Therefore, such a term as “greenwashing” appeared – the sum of two English words: “green” and “whitewashing”. Its essence is that companies are simply misleading customers, unreasonably using “green” terminology on packaging, wanting to make more money.
We determine whether this product contains chemicals that are harmful to our health:
To distinguish bona fide manufacturers from those who simply want to make a profit is quite simple, following simple rules.
What to look for:
1. On the composition of the selected product. Avoid substances such as petroleum jelly (petroleum jelly, petrolatum, paraffinum liqvidim, mineral oil), isopropyl alcohol or isopropanol, methyl alcohol or methanol, butyl alcohol or butanol (butyl alcohol or butanol), sulfates (Sodium laureth / lauryl sulfates), propylene glycol (Propylene glycol) and polyethylene glycol (polyethylene glycol), as well as PEG (PEG) and PG (PG) – they can adversely affect your health.
2. On the smell and color of the selected product. Natural cosmetics usually have a subtle herbal scent and delicate colors. If you buy a purple shampoo, then know that it was not flower petals that gave it such a color at all.
3. Eco-certificate badges. Certifications from BDIH, COSMEBIO, ICEA, USDA, NPA and others are only issued to a cosmetic delirium when the product is truly natural or organic cosmetics. Finding funds with certificates on bottles on store shelves is not easy, but still real.
But be careful – some manufacturers are willing to come up with their own “eco-certificate” and put it on the packaging. If you doubt the authenticity of the icon, look for information about it on the Internet.

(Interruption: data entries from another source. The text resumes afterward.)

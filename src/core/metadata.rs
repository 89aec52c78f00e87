/*!
 * File timestamp helpers (millisecond UTC, filetime-backed)
 */

use std::fs::Metadata;
use std::path::Path;
use std::time::{SystemTime, UNIX_EPOCH};

use filetime::FileTime;

use crate::error::Result;

/// Modification time as UTC milliseconds
pub fn mtime_millis(metadata: &Metadata) -> i64 {
    metadata
        .modified()
        .map(system_time_millis)
        .unwrap_or_default()
}

/// Convert a system time to UTC milliseconds
pub fn system_time_millis(time: SystemTime) -> i64 {
    match time.duration_since(UNIX_EPOCH) {
        Ok(d) => d.as_millis() as i64,
        Err(e) => -(e.duration().as_millis() as i64),
    }
}

/// Set a file's mtime from UTC milliseconds; atime becomes now
pub fn set_mtime_millis(path: &Path, mtime_ms: i64) -> Result<()> {
    let mtime = file_time_from_millis(mtime_ms);
    let atime = FileTime::from_system_time(SystemTime::now());
    filetime::set_file_times(path, atime, mtime)?;
    Ok(())
}

fn file_time_from_millis(ms: i64) -> FileTime {
    let secs = ms.div_euclid(1000);
    let nanos = (ms.rem_euclid(1000) as u32) * 1_000_000;
    FileTime::from_unix_time(secs, nanos)
}

#[cfg(test)]
mod tests {
    use super::*;
    use std::io::Write;
    use tempfile::NamedTempFile;

    #[test]
    fn test_set_and_read_mtime() {
        let mut file = NamedTempFile::new().unwrap();
        file.write_all(b"data").unwrap();
        file.flush().unwrap();

        set_mtime_millis(file.path(), 1_700_000_000_123).unwrap();

        let metadata = std::fs::metadata(file.path()).unwrap();
        let ms = mtime_millis(&metadata);
        // some filesystems truncate below millisecond resolution
        assert!((ms - 1_700_000_000_123).abs() < 1000);
    }

    #[test]
    fn test_negative_millis() {
        let ft = file_time_from_millis(-1500);
        assert_eq!(ft.unix_seconds(), -2);
        assert_eq!(ft.nanoseconds(), 500_000_000);
    }

    #[test]
    fn test_epoch_conversion() {
        assert_eq!(system_time_millis(UNIX_EPOCH), 0);
        let later = UNIX_EPOCH + std::time::Duration::from_millis(42);
        assert_eq!(system_time_millis(later), 42);
    }
}
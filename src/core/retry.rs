/*!
 * Retry policy with exponential backoff
 *
 * Retries are decided and slept at the controller, never inside workers:
 * a failed operation whose kind is retryable is resubmitted to the pool
 * as a fresh singleton batch after the backoff elapses.
 */

use std::time::Duration;

use crate::config::RetryPolicy;
use crate::error::ErrorKind;

/// Whether an operation that has completed `attempts` tries should be
/// resubmitted. Verification failures get a single retry; other
/// retryable kinds use the full attempt budget.
pub fn should_retry(kind: ErrorKind, attempts: u32, policy: &RetryPolicy) -> bool {
    if !kind.is_retryable() {
        return false;
    }
    match kind {
        ErrorKind::VerificationFailed => attempts < 2,
        _ => attempts < policy.max_attempts,
    }
}

/// Backoff before attempt `attempts + 1`: `base · 2^(attempts−1)`,
/// plus up to 10% jitter so parallel retries do not stampede.
pub fn backoff_delay(policy: &RetryPolicy, attempts: u32) -> Duration {
    let exponent = attempts.saturating_sub(1).min(16);
    let base_ms = policy.base_delay_ms.saturating_mul(1u64 << exponent);
    let jitter_ms = (base_ms as f64 * 0.1 * rand::random::<f64>()) as u64;
    Duration::from_millis(base_ms + jitter_ms)
}
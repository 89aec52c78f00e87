/*!
 * Logging and tracing initialization, plus the rotating NDJSON error log
 */

use std::fs::{self, File, OpenOptions};
use std::io::Write;
use std::path::{Path, PathBuf};
use std::sync::Arc;

use chrono::{DateTime, Utc};
use serde::{Deserialize, Serialize};
use tracing_subscriber::{
    fmt::{self, format::FmtSpan},
    layer::SubscriberExt,
    util::SubscriberInitExt,
    EnvFilter,
};

use crate::error::{ErrorKind, Result, SyncError};

/// Initialize compact logging to stdout
pub fn init_logging(verbose: bool) -> Result<()> {
    let default_filter = if verbose { "bisync=debug" } else { "bisync=info" };
    let env_filter = EnvFilter::try_from_default_env()
        .or_else(|_| EnvFilter::try_new(default_filter))
        .map_err(|e| SyncError::Config(format!("failed to create log filter: {}", e)))?;

    let fmt_layer = fmt::layer()
        .with_target(true)
        .with_thread_ids(false)
        .with_thread_names(false)
        .with_file(false)
        .with_line_number(false)
        .with_span_events(FmtSpan::NONE)
        .compact();

    tracing_subscriber::registry()
        .with(env_filter)
        .with(fmt_layer)
        .try_init()
        .map_err(|e| SyncError::Config(format!("failed to initialize logging: {}", e)))?;

    Ok(())
}

/// Initialize JSON logging to a file
pub fn init_file_logging(log_path: &Path) -> Result<()> {
    let env_filter = EnvFilter::try_from_default_env()
        .or_else(|_| EnvFilter::try_new("bisync=info"))
        .map_err(|e| SyncError::Config(format!("failed to create log filter: {}", e)))?;

    let file = File::create(log_path)
        .map_err(|e| SyncError::Config(format!("failed to create log file: {}", e)))?;

    let fmt_layer = fmt::layer()
        .with_writer(Arc::new(file))
        .with_target(true)
        .with_thread_ids(true)
        .with_thread_names(true)
        .with_ansi(false)
        .json();

    tracing_subscriber::registry()
        .with(env_filter)
        .with(fmt_layer)
        .try_init()
        .map_err(|e| SyncError::Config(format!("failed to initialize logging: {}", e)))?;

    Ok(())
}

/// Rotation threshold for the error log
const MAX_LOG_SIZE: u64 = 10 * 1024 * 1024;

/// Rotated generations kept on disk
const MAX_GENERATIONS: u32 = 5;

/// One persisted error entry
#[derive(Debug, Clone, Serialize, Deserialize)]
pub struct ErrorRecord {
    pub timestamp: DateTime<Utc>,
    pub rel_path: String,
    pub kind: ErrorKind,
    pub attempts: u32,
    pub message: String,
}

impl ErrorRecord {
    pub fn new(rel_path: &str, kind: ErrorKind, attempts: u32, message: String) -> Self {
        Self {
            timestamp: Utc::now(),
            rel_path: rel_path.to_string(),
            kind,
            attempts,
            message,
        }
    }
}

/// Newline-delimited JSON error log under `<state_dir>/logs/`, rotated at
/// 10 MiB keeping five generations (`error.log.1` … `error.log.5`).
pub struct ErrorLog {
    path: PathBuf,
}

impl ErrorLog {
    pub fn new(state_dir: &Path) -> Self {
        Self {
            path: state_dir.join("logs").join("error.log"),
        }
    }

    pub fn path(&self) -> &Path {
        &self.path
    }

    /// Append one record, rotating first when the log is full
    pub fn append(&self, record: &ErrorRecord) -> Result<()> {
        if let Some(parent) = self.path.parent() {
            fs::create_dir_all(parent)?;
        }
        self.rotate_if_needed()?;

        let mut file = OpenOptions::new()
            .create(true)
            .append(true)
            .open(&self.path)?;
        writeln!(file, "{}", serde_json::to_string(record)?)?;
        Ok(())
    }

    /// Read back every record in the current generation
    pub fn read_current(&self) -> Result<Vec<ErrorRecord>> {
        if !self.path.exists() {
            return Ok(Vec::new());
        }
        let content = fs::read_to_string(&self.path)?;
        let mut records = Vec::new();
        for line in content.lines() {
            if line.trim().is_empty() {
                continue;
            }
            if let Ok(record) = serde_json::from_str(line) {
                records.push(record);
            }
        }
        Ok(records)
    }

    fn rotate_if_needed(&self) -> Result<()> {
        let size = match fs::metadata(&self.path) {
            Ok(metadata) => metadata.len(),
            Err(_) => return Ok(()),
        };
        if size < MAX_LOG_SIZE {
            return Ok(());
        }

        // shift error.log.N up, dropping the oldest
        for generation in (1..MAX_GENERATIONS).rev() {
            let from = self.generation_path(generation);
            if from.exists() {
                fs::rename(&from, self.generation_path(generation + 1))?;
            }
        }
        fs::rename(&self.path, self.generation_path(1))?;
        Ok(())
    }

    fn generation_path(&self, generation: u32) -> PathBuf {
        let mut name = self
            .path
            .file_name()
            .map(|n| n.to_string_lossy().into_owned())
            .unwrap_or_else(|| "error.log".to_string());
        name.push_str(&format!(".{}", generation));
        self.path.with_file_name(name)
    }
}

/// Initialize logging with test-friendly defaults
#[cfg(test)]
pub fn init_test_logging() {
    use std::sync::Once;
    static INIT: Once = Once::new();

    INIT.call_once(|| {
        let env_filter =
            EnvFilter::try_from_default_env().unwrap_or_else(|_| EnvFilter::new("bisync=debug"));

        let fmt_layer = fmt::layer().with_test_writer().with_target(false).compact();

        tracing_subscriber::registry()
            .with(env_filter)
            .with(fmt_layer)
            .try_init()
            .ok();
    });
}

Tip: If the naturalness of the cosmetics that you apply to the body and face is really important to you, you can easily replace some of them with simple gifts of nature. For example, coconut oil can be used as a body cream, lip balm and hair mask, as well as an effective remedy for stretch marks. Or search the Internet for recipes for natural beauty products – many of them are quite unpretentious.
We determine whether these cosmetics are tested on animals, and whether the manufacturing company uses the resources of the planet carefully:
If it is important for you to be sure that cosmetics or its ingredients have not been tested on animals, and the brand carefully uses the resources of the planet, then the choice of mascara or shampoo will have to be taken even more carefully:
What to look for:
1. For eco-certificates: again, look for BDIH, Ecocert, Natrue, Cosmos badges on your products – in the conditions for obtaining them for the brand it is written that neither finished cosmetics nor any of its ingredients have been tested on animals, but resources planets are used sparingly.

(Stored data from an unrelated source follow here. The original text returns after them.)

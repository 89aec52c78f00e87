/*!
 * Pause and cancel signals shared between the controller and workers
 *
 * Two atomic flags, written by the controller, read by workers at safe
 * points (batch boundaries and streaming chunk boundaries). No control
 * messages travel through the work queue.
 */

use std::sync::atomic::{AtomicBool, Ordering};
use std::sync::Arc;
use std::thread;
use std::time::Duration;

/// Poll interval while paused
pub const PAUSE_POLL_INTERVAL: Duration = Duration::from_millis(50);

#[derive(Debug, Default)]
pub struct ControlSignals {
    paused: AtomicBool,
    cancelled: AtomicBool,
}

impl ControlSignals {
    pub fn new() -> Arc<Self> {
        Arc::new(Self::default())
    }

    pub fn pause(&self) {
        self.paused.store(true, Ordering::SeqCst);
    }

    pub fn resume(&self) {
        self.paused.store(false, Ordering::SeqCst);
    }

    pub fn cancel(&self) {
        self.cancelled.store(true, Ordering::SeqCst);
    }

    pub fn is_paused(&self) -> bool {
        self.paused.load(Ordering::SeqCst)
    }

    pub fn is_cancelled(&self) -> bool {
        self.cancelled.load(Ordering::SeqCst)
    }

    /// Block while the pause flag is set. Returns false when the cancel
    /// flag is observed, so callers can abandon their work item.
    pub fn wait_if_paused(&self) -> bool {
        while self.is_paused() {
            if self.is_cancelled() {
                return false;
            }
            thread::sleep(PAUSE_POLL_INTERVAL);
        }
        !self.is_cancelled()
    }
}

/// Cloneable handle exposing the control surface to callers
#[derive(Clone)]
pub struct ControlHandle {
    signals: Arc<ControlSignals>,
}

impl ControlHandle {
    pub fn new(signals: Arc<ControlSignals>) -> Self {
        Self { signals }
    }

    pub fn pause(&self) {
        self.signals.pause();
    }

    pub fn resume(&self) {
        self.signals.resume();
    }

    pub fn abort(&self) {
        self.signals.cancel();
    }

    pub fn is_paused(&self) -> bool {
        self.signals.is_paused()
    }

    pub fn is_aborted(&self) -> bool {
        self.signals.is_cancelled()
    }
}

#[cfg(test)]
mod tests {
    use super::*;
    use std::time::Instant;

    #[test]
    fn test_signal_toggles() {
        let signals = ControlSignals::new();
        assert!(!signals.is_paused());
        assert!(!signals.is_cancelled());

        signals.pause();
        assert!(signals.is_paused());
        signals.resume();
        assert!(!signals.is_paused());

        signals.cancel();
        assert!(signals.is_cancelled());
    }

    #[test]
    fn test_wait_if_paused_passes_through_when_running() {
        let signals = ControlSignals::new();
        assert!(signals.wait_if_paused());
    }

    #[test]
    fn test_wait_if_paused_blocks_until_resume() {
        let signals = ControlSignals::new();
        signals.pause();

        let waiter = {
            let signals = signals.clone();
            std::thread::spawn(move || {
                let start = Instant::now();
                let alive = signals.wait_if_paused();
                (alive, start.elapsed())
            })
        };

        std::thread::sleep(Duration::from_millis(150));
        signals.resume();

        let (alive, waited) = waiter.join().unwrap();
        assert!(alive);
        assert!(waited >= Duration::from_millis(100));
    }

    #[test]
    fn test_cancel_releases_paused_waiter() {
        let signals = ControlSignals::new();
        signals.pause();

        let waiter = {
            let signals = signals.clone();
            std::thread::spawn(move || signals.wait_if_paused())
        };

        std::thread::sleep(Duration::from_millis(80));
        signals.cancel();

        assert!(!waiter.join().unwrap());
    }

    #[test]
    fn test_handle_controls_shared_signals() {
        let signals = ControlSignals::new();
        let handle = ControlHandle::new(signals.clone());

        handle.pause();
        assert!(signals.is_paused());
        handle.resume();
        assert!(!signals.is_paused());
        handle.abort();
        assert!(signals.is_cancelled());
        assert!(handle.is_aborted());
    }
}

2. On special badges (most often with the image of rabbits), symbolizing the brand’s struggle with vivisection.
3. To the lists of “black” and “white” brands on the website of the PETA and Vita foundations.
On the Internet, on various sites, there are many lists of “black” and “white” brands – sometimes very contradictory. It is better to turn to their common primary source – the PETA Foundation, or, if you are not friends with the English at all, the Russian Vita Animal Rights Foundation. It’s easy to find lists of cosmetic companies on foundation websites with similar explanations of who’s “clean” (PETA even has a Free Bunny App for mobile devices).
4. Are cosmetics sold in China
In China, animal tests for many types of skincare and color cosmetics are required by law. Therefore, if you know that the cosmetics of this brand is supplied to China, you should know that it is likely that part of the proceeds from the purchase of the cream will go to finance the torment of rabbits and cats.
By the way: Some of the products that can be called “greenwashing” were not tested by the company on animals, their manufacturers were simply carried away by chemistry. Sometimes “chemistry” is added only to shampoo, and lip balm of the same brand has a completely natural and even “edible” composition.
Oddly enough, but some cosmetic companies, included in the shameful lists of “greenwashing” and “black” lists of “PETA”, are active in charitable activities, cooperate with the Wildlife Fund.
If you decide to stop funding brands that test on animals, you may have to carefully “thin out” the shelves in the bathroom and cosmetic bag and refuse, for example, your favorite perfume. But the game is worth the candle – after all, this is another – and very big – step towards your awareness, spiritual growth and, of course, health. And a new favorite perfume can be easily found among ethical brands.